The powerful capabilities of Large Language Models (LLMs) have led to their growing use in evaluating human-generated content, particularly in evaluating research ideas within academic settings. Existing solutions primarily rely on prompt-based LLM methods or fine-tuned lightweight language models for idea evaluation. However, these methods are often unstable and struggle to comprehend the complex semantic information embedded in the ideas, impeding their ability to perform high-quality evaluations. To address the above challenges, we propose GraphEval, a lightweight graph-based LLM framework for idea evaluation. Our insight is that a complex idea can be broken down into comprehensible viewpoint nodes using prompts from small LLMs. These viewpoint nodes can then be linked together through edges created from LLM-based relation extraction and/or BERT similarity scores. The created viewpoint-graph can be used to conveniently propagate scores across view-nodes to improve the robustness of the idea evaluations. In particular, we propose two lightweight graph-based methods for idea evaluation: (1) GraphEval-LP: a training-free label propagation algorithm that propagates evaluation scores from known view-nodes to unknown nodes; (2) GraphEval-GNN: a Graph Neural Networks (GNN) that is trained to predict the evaluation scores given the observed graph with minimal computation resources. Moreover, to overcome LLM's limitation in objectively assessing the novelty of ideas, we further propose a novelty detection model to GraphEval-GNN to enhance its capability in judging idea novelty. Experiments on two datasets show GraphEval improves F1 scores by at least 14% with low computation and API costs. Additionally, GraphEval can effectively detect plagiarized ideas.

Paper Structure

This paper contains 24 sections, 4 equations, 5 figures, 26 tables, 1 algorithm.

Figures (5)

  • Figure 1: Current LLMs are highly sensitive to prompts and show biases in evaluations. This figure illustrates that even minor variations in the LLM's prompts (Original Prompt, Positive Prompt, Negative Prompt) for the same idea can lead to drastic changes in the final LLM evaluation results. Moreover, the LLM tends to always give friendly evaluations like 'Accept' and rarely gives negative evaluations such as 'Reject'. This observation demonstrates that the LLM evaluation is biased.

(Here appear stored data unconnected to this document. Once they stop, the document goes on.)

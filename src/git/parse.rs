//! Pure classifiers over the text printed by `git`, `git-lfs` and `gpg`.
//!
//! Nothing in here spawns a process; every function is tested against fixture
//! strings.

use super::types::{SignatureState, StagedDelta, Transport};
use color_eyre::eyre::{Result, eyre};

/// Prefixes removed, in order, before the host is cut out of a remote URL.
const HOST_PREFIXES: &[&str] = &["ssh://", "git@", "https://", "http://"];

/// Marker `git lfs env` prints once the clean filter has been installed.
pub const LFS_FILTER_KEY: &str = "filter.lfs.clean";
pub const LFS_FILTER_VALUE: &str = "git-lfs clean";

const BAD_SIGNATURE_PATTERNS: &[&str] = &["BAD signature", "Bad signature", "BADSIG"];
const EXPIRED_KEY_PATTERNS: &[&str] = &[
    "EXPKEYSIG",
    "expired key",
    "Expired key",
    "key has expired",
    "[expired]",
];
const GOOD_SIGNATURE_PATTERNS: &[&str] = &["Good signature", "Good \"git\" signature"];

/// Host part of a remote URL: `git@host:path`, `ssh://git@host[:port]/path`,
/// `http(s)://[user[:token]@]host/path`.
pub fn extract_host(url: &str) -> String {
    let mut rest = url.trim();
    for prefix in HOST_PREFIXES {
        if let Some(stripped) = rest.strip_prefix(prefix) {
            rest = stripped;
        }
    }

    // userinfo only counts when it comes before the path
    if let Some(at) = rest.find('@') {
        let path_start = rest.find('/').unwrap_or(rest.len());
        if at < path_start {
            rest = &rest[at + 1..];
        }
    }

    let end = rest.find([':', '/']).unwrap_or(rest.len());
    rest[..end].to_string()
}

/// Port of an `ssh://` URL, when one is spelled out.
pub fn extract_ssh_port(url: &str) -> Option<u16> {
    let rest = url.trim().strip_prefix("ssh://")?;
    let authority = rest.split('/').next()?;
    let host_port = authority.rsplit('@').next()?;
    let (_, port) = host_port.split_once(':')?;
    port.parse().ok()
}

/// Login user of an SSH remote (`user@host:path` or `ssh://user@host/path`).
pub fn extract_ssh_user(url: &str) -> Option<String> {
    let url = url.trim();
    let rest = url.strip_prefix("ssh://").unwrap_or(url);
    let authority = rest.split('/').next()?;
    let (user, _) = authority.split_once('@')?;
    (!user.is_empty()).then(|| user.to_string())
}

pub fn classify_transport(url: &str) -> Transport {
    let url = url.trim();
    if url.starts_with("git@") || url.starts_with("ssh://") {
        Transport::Ssh
    } else if url.starts_with("https://") || url.starts_with("http://") {
        Transport::Https
    } else {
        Transport::Unknown
    }
}

/// Classifies signature-verification output of the latest commit.
///
/// | pattern                                        | state     |
/// |------------------------------------------------|-----------|
/// | `BAD signature`, `Bad signature`, `BADSIG`     | `Bad`     |
/// | `EXPKEYSIG`, `expired key`, `key has expired`  | `Expired` |
/// | `Good signature`, `Good "git" signature`       | `Good`    |
/// | any other mention of `signature` or `gpg:`     | `Unclear` |
/// | nothing                                        | `Absent`  |
///
/// Bad and expired are tested first: gpg reports a good signature made by an
/// expired key as `Good signature ... [expired]`.
pub fn classify_signature(output: &str) -> SignatureState {
    let contains_any = |patterns: &[&str]| patterns.iter().any(|p| output.contains(p));

    if contains_any(BAD_SIGNATURE_PATTERNS) {
        SignatureState::Bad
    } else if contains_any(EXPIRED_KEY_PATTERNS) {
        SignatureState::Expired
    } else if contains_any(GOOD_SIGNATURE_PATTERNS) {
        SignatureState::Good
    } else if output.to_lowercase().contains("signature") || output.contains("gpg:") {
        SignatureState::Unclear
    } else {
        SignatureState::Absent
    }
}

/// The line naming the signing key, with any `gpg:` prefix removed.
pub fn signature_key_info(output: &str) -> Option<String> {
    let clean = |line: &str| line.trim().trim_start_matches("gpg:").trim().to_string();
    let lines: Vec<&str> = output.lines().collect();

    lines
        .iter()
        .find(|line| line.contains("using") && line.contains("key"))
        .or_else(|| lines.iter().find(|line| line.contains(" key ")))
        .map(|line| clean(line))
}

/// Sums `git diff --numstat` rows. Binary files (`-\t-\tpath`) and any other
/// non-numeric column count as zero.
pub fn parse_numstat(output: &str) -> StagedDelta {
    output
        .lines()
        .filter(|line| !line.trim().is_empty())
        .fold(StagedDelta::default(), |mut delta, line| {
            let mut columns = line.split('\t');
            let added = columns.next().and_then(|c| c.trim().parse::<u64>().ok());
            let deleted = columns.next().and_then(|c| c.trim().parse::<u64>().ok());
            delta.added += added.unwrap_or(0);
            delta.deleted += deleted.unwrap_or(0);
            delta
        })
}

/// Parses `git rev-list --left-right --count <upstream>...HEAD`, whose left
/// column counts upstream-only commits. Returns `(ahead, behind)`.
pub fn parse_ahead_behind(output: &str) -> Result<(usize, usize)> {
    let mut fields = output.split_whitespace();
    let behind = fields.next().and_then(|f| f.parse::<usize>().ok());
    let ahead = fields.next().and_then(|f| f.parse::<usize>().ok());

    match (ahead, behind) {
        (Some(ahead), Some(behind)) => Ok((ahead, behind)),
        _ => Err(eyre!(
            "unexpected ahead/behind output: {:?}",
            output.trim()
        )),
    }
}

/// Whether `git status --short --branch` lists anything besides the `##` header.
pub fn status_is_dirty(output: &str) -> bool {
    status_entries(output).next().is_some()
}

pub fn status_entries(output: &str) -> impl Iterator<Item = &str> {
    output
        .lines()
        .filter(|line| !line.trim().is_empty() && !line.starts_with("##"))
}

pub fn lfs_initialized(env_output: &str) -> bool {
    env_output
        .lines()
        .any(|line| line.contains(LFS_FILTER_KEY) && line.contains(LFS_FILTER_VALUE))
}

/// First `Endpoint=...` line of `git lfs env`.
pub fn lfs_endpoint(env_output: &str) -> Option<String> {
    env_output
        .lines()
        .map(str::trim)
        .find(|line| line.starts_with("Endpoint") && line.contains('='))
        .map(str::to_string)
}

pub fn count_lines(output: &str) -> usize {
    output.lines().filter(|line| !line.trim().is_empty()).count()
}

/// Up to `limit` meaningful lines of verification output, skipping the bare
/// commit hash printed by `--format=%H`.
pub fn evidence(output: &str, limit: usize) -> Vec<String> {
    output
        .lines()
        .map(str::trim_end)
        .filter(|line| !line.trim().is_empty() && !is_object_id(line.trim()))
        .take(limit)
        .map(str::to_string)
        .collect()
}

fn is_object_id(s: &str) -> bool {
    (s.len() == 40 || s.len() == 64) && s.chars().all(|c| c.is_ascii_hexdigit())
}

/// Interprets a git boolean config value.
pub fn config_bool(value: Option<&str>) -> bool {
    matches!(
        value.map(|v| v.trim().to_lowercase()).as_deref(),
        Some("true" | "yes" | "on" | "1")
    )
}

  • Figure 2: GraphEval performs a better idea evaluation than the existing LLM-based method by focusing on both the global and local information of the idea. In this figure, the part highlighted in red in the idea contain factual errors. The existing LLM-based method shown on the far left focuses solely on the global information of the idea, which often leads to overlooking factual errors interspersed within the idea. In contrast, GraphEval decomposes the idea into viewpoints to obtain scores for each viewpoint, then employs Mean Pooling and Min Pooling to extract global and local information of the idea, respectively. Finally, GraphEval derives a fair and unbiased evaluation based on these two aspects of information.

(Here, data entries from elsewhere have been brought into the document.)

use clap::Parser;
use color_eyre::eyre::Result;
use std::process::ExitCode;

use healthcheck::config::{Args, Config};
use healthcheck::{HealthCheck, SystemRunner, logging, report};

include!(concat!(env!("OUT_DIR"), "/git_sha.rs"));

fn main() -> Result<ExitCode> {
    let args = Args::parse();

    if args.version {
        println!(
            "healthcheck version {} (git: {GIT_SHA})",
            env!("CARGO_PKG_VERSION")
        );
        return Ok(ExitCode::SUCCESS);
    }

    color_eyre::install()?;

    let config = Config::load()?;
    let final_config = config.merge_with_args(&args);

    match logging::init_logging(final_config.debug.unwrap_or(false)) {
        Ok(log_file) => log::debug!("Writing logs to {log_file:?}"),
        Err(e) => eprintln!("⚠️ Logging disabled: {e}"),
    }

    let settings = final_config.settings();
    let repo_path = match &args.repo {
        Some(path) => path.clone(),
        None => std::env::current_dir()?,
    };
    log::info!("Checking repository at {repo_path:?} with {settings:?}");

    let runner = SystemRunner::new(repo_path);
    let check = HealthCheck::new(&runner, &settings);

    let outcome = if args.json {
        check.run()
    } else {
        check.run_with(&mut |stage_report| print!("{}", report::render_stage(stage_report)))
    };
    let exit_code = outcome.exit_code(settings.strict);

    if args.json {
        println!("{}", report::render_json(&outcome, exit_code)?);
    } else {
        if let Some(aborted) = &outcome.aborted {
            eprintln!("{}", report::render_abort(aborted));
        }
        println!("{}", report::render_summary(&outcome, settings.strict));
    }

    log::info!("Health check finished with exit code {exit_code}");
    Ok(ExitCode::from(exit_code))
}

  • Figure 3: Overview of GraphEval methodology.GraphEval first transforms the ideas into a viewpoint-graph via Viewpoint-Graph Extraction, which contains multiple viewpoint-subgraphs, viewpoint-nodes, and edges between viewpoint-nodes. Then two lightweight GraphEval implementations named GraphEval-LP and GraphEval-GNN are employed to evaluate the ideas. Note that AGG denotes the acronym for aggregation function.

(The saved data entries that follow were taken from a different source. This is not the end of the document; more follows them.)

use color_eyre::eyre::{Result, eyre};
use log::LevelFilter;
use std::env;
use std::ffi::OsString;
use std::fs::{self, File};
use std::path::{Path, PathBuf};

const LOG_FILE_NAME: &str = "healthcheck.log";
const FALLBACK_LOG_DIR: &str = "/tmp/healthcheck";

/// Logs go to a file; stdout carries only the report.
///
/// Tries the state directory, then `/tmp/healthcheck`. When neither can be
/// opened no logger is installed and the error lists every path tried.
pub fn init_logging(debug: bool) -> Result<PathBuf> {
    let log_level = if debug {
        LevelFilter::Debug
    } else {
        LevelFilter::Info
    };

    let candidates = [
        log_dir(env::var_os("XDG_STATE_HOME"), env::var_os("HOME")),
        PathBuf::from(FALLBACK_LOG_DIR),
    ];
    let (log_file, file) = open_log_file(&candidates)?;

    env_logger::Builder::new()
        .filter_level(log_level)
        .target(env_logger::Target::Pipe(Box::new(file)))
        .format(|buf, record| {
            use std::io::Write;
            writeln!(
                buf,
                "{} [{}] - {}: {}",
                chrono::Local::now().format("%Y-%m-%d %H:%M:%S"),
                record.level(),
                record.target(),
                record.args()
            )
        })
        .init();

    log::info!("Logging initialized with level: {log_level}");
    Ok(log_file)
}

/// Opens `healthcheck.log` for appending in the first usable directory.
fn open_log_file(dirs: &[PathBuf]) -> Result<(PathBuf, File)> {
    let mut failures = Vec::new();

    for dir in dirs {
        let log_file = dir.join(LOG_FILE_NAME);
        match open_append(dir, &log_file) {
            Ok(file) => return Ok((log_file, file)),
            Err(e) => failures.push(format!("{}: {e}", log_file.display())),
        }
    }

    Err(eyre!("no usable log file ({})", failures.join("; ")))
}

fn open_append(dir: &Path, log_file: &Path) -> std::io::Result<File> {
    fs::create_dir_all(dir)?;
    fs::OpenOptions::new().create(true).append(true).open(log_file)
}

fn log_dir(xdg_state_home: Option<OsString>, home: Option<OsString>) -> PathBuf {
    match (xdg_state_home, home) {
        (Some(state), _) if !state.is_empty() => PathBuf::from(state).join("healthcheck"),
        (_, Some(home)) => PathBuf::from(home).join(".local/state/healthcheck"),
        _ => PathBuf::from(FALLBACK_LOG_DIR),
    }
}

  • Figure 4: Novelty assessment can significantly improve the performance of GraphEval when detecting plagiarized or derivative ideas. We compare two variants of GraphEval on the ICLR Papers dataset and evaluate their performance on four metrics.
  • Figure 5: Example of viewpoint extraction from a research idea. This figure illustrates how a prompted LLM extracts fine-grained viewpoints from a research idea. Each viewpoint represents an independent, evaluable unit such as an idea, argument, or fact. The viewpoints capture distinct components of the research idea that contribute to its overall understanding.